Muriel Siebert: She is Some Kind of Dame

" She is some kind of dame".

I usually did not hear my dad describe women in quite that manner and sitting in the back seat of our family car I, even at age 12, knew that this lady was someone special. My dad, a successful stockbroker on Wall Street was telling my mom about Muriel Siebert or Mickey, as he knew her and how he thought she was going to change the financial industry. "She plans on buying a seat on the New York Stock Exchange"(NYSE), my dad said, "there's never been a woman who has held a seat on the Exchange." As my dad was describing Mickey and her ambitions, my mom kept her eye on the road but under her breath, I was sure I heard her say, "You Go Girl".

Muriel Siebert came to New York from Cleveland in 1954 and was able to secure a job as a research analyst for $65/week with a brokerage firm. She looked to advance and found that wherever she went, the men were paid more than she was. In one of the first of her clever strategies to overcome sexism, she began sending out her resume under the name M.F. Siebert instead of using her full name. The results proved strikingly different in that she soon received multiple inquiries from prospective employers with just her initials.

It was the mid 1960s when she decided to strike out on her own and purchase a seat on the NYSE. Possessing a seat on the exchange means that you are a member of the exchange and can directly buy and sell stocks. At the time, there were 1366 men and no women members.

Part one of the process was to have a current member sponsor her. The first 9 men she asked turned her down but the 10th member agreed to sponsor her. Part two of the process was to come up with $450,000. The Exchange insisted she get a loan for at least $300,000, something they had never asked of a member before her application. And when she went to banks asking for a loan, they told her that they had to have a guarantee that the Exchange would accept her first. It was the classic Catch-22. It took Mickey two years to line up the financing and at the end of 1967 and for the next 10 years she was the only female member of the Exchange.

But as you can imagine, she was not twiddling her thumbs while waiting to hear about her application. She soon formed her own brokerage firm, Muriel Siebert and Company, and in the mid-1970s she transformed her company into one of the first discount brokerage firms. Not surprisingly Mickey continued to battle sexism in the workplace. As late as 1987 she lobbied the Exchange to place a ladies room on the seventh floor of the building nearby the dining room she frequented. When the NYSE told her they could not do that, she went directly to the Exchange's Chairman and told him that if a rest room was not there by the end of the year she would have a portable toilet put in. The rest room was installed immediately. Things slowly changed and in both 1998 and in 2008, the NYSE honored her by having her ring the closing bell on the 30th and 40th anniversary of her groundbreaking accomplishment.
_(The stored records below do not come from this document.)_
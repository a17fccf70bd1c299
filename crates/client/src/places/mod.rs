//! MapQuest nearby-places client.
//!
//! ### Behaviour
//!
//! - **Endpoint**: `http://www.mapquestapi.com/search/v2/radius` (configurable)
//! - **Authentication**: `key` query parameter, injected through [`PlacesConfig`].
//! - **Caching**: responses are stored under a canonical key built from the
//!   request parameters. The credential is not part of the key.
//! - **Status**: a non-zero `info.statuscode` fails the call and nothing is cached.

pub mod request;
pub mod response;

pub use request::PlacesRequest;
pub use response::{NearbyPlace, PlacesApiResponse, check_status, parse_places};

use nps_core::{AppConfig, CacheStore, Error, canonical_key};

use crate::fetch::Fetcher;

/// Default MapQuest radius search endpoint.
const DEFAULT_BASE_URL: &str = "http://www.mapquestapi.com/search/v2/radius";

/// Places client configuration.
#[derive(Clone)]
pub struct PlacesConfig {
    pub api_key: String,
    /// Radius search endpoint (default: MapQuest).
    pub base_url: String,
}

impl Default for PlacesConfig {
    fn default() -> Self {
        Self { api_key: String::new(), base_url: DEFAULT_BASE_URL.to_string() }
    }
}

impl std::fmt::Debug for PlacesConfig {
    fn fmt(&self, f: &mut std::fmt::Formatter<'_>) -> std::fmt::Result {
        f.debug_struct("PlacesConfig").field("api_key", &"<redacted>").field("base_url", &self.base_url).finish()
    }
}

impl TryFrom<&AppConfig> for PlacesConfig {
    type Error = Error;

    fn try_from(config: &AppConfig) -> Result<Self, Error> {
        let api_key = config.require_mapquest_api_key().map_err(|e| Error::PlacesAuth(e.to_string()))?;
        Ok(Self { api_key: api_key.to_string(), base_url: config.places_url.clone() })
    }
}

/// Nearby-places client.
pub struct PlacesClient<F> {
    fetcher: F,
    config: PlacesConfig,
}

impl<F: Fetcher> PlacesClient<F> {
    /// Create a new client. Fails if the API key is empty.
    pub fn new(fetcher: F, config: PlacesConfig) -> Result<Self, Error> {
        if config.api_key.trim().is_empty() {
            return Err(Error::PlacesAuth("missing MapQuest API key".to_string()));
        }

        Ok(Self { fetcher, config })
    }

    /// Cache key for a request.
    ///
    /// The `key` credential is left out so `cache.json` never holds it. Two
    /// clients with different API keys therefore share cache entries.
    pub fn cache_key(&self, req: &PlacesRequest) -> String {
        canonical_key(&self.config.base_url, req.params())
    }

    /// Places within the fixed radius of `postal_code`, through the cache.
    pub async fn fetch_nearby(&self, cache: &mut CacheStore, postal_code: &str) -> Result<Vec<NearbyPlace>, Error> {
        let req = PlacesRequest::new(postal_code);
        req.validate()?;

        let key = self.cache_key(&req);
        let mut query = req.params();
        query.push(("key", self.config.api_key.clone()));

        tracing::debug!(origin = %req.origin, "searching nearby places");

        let fetcher = &self.fetcher;
        let url = self.config.base_url.as_str();
        let query = query.as_slice();
        let body = cache
            .get_or_fetch(&key, || async move {
                let body = fetcher.get_json(url, query).await?;
                check_status(&body)?;
                Ok::<_, Error>(body)
            })
            .await?;

        parse_places(body)
    }
}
She was a great supporter for women's advancement in business. She was an early advocate for a diverse workforce and believed that America's global competitive advantage would be significantly enhanced if American business embraced women leaders.

Muriel Siebert had a simple but clear approach to overcoming obstacles, "I put my head down and charge". My dad never had that kind of ambition but he sure knew a bull when he saw one.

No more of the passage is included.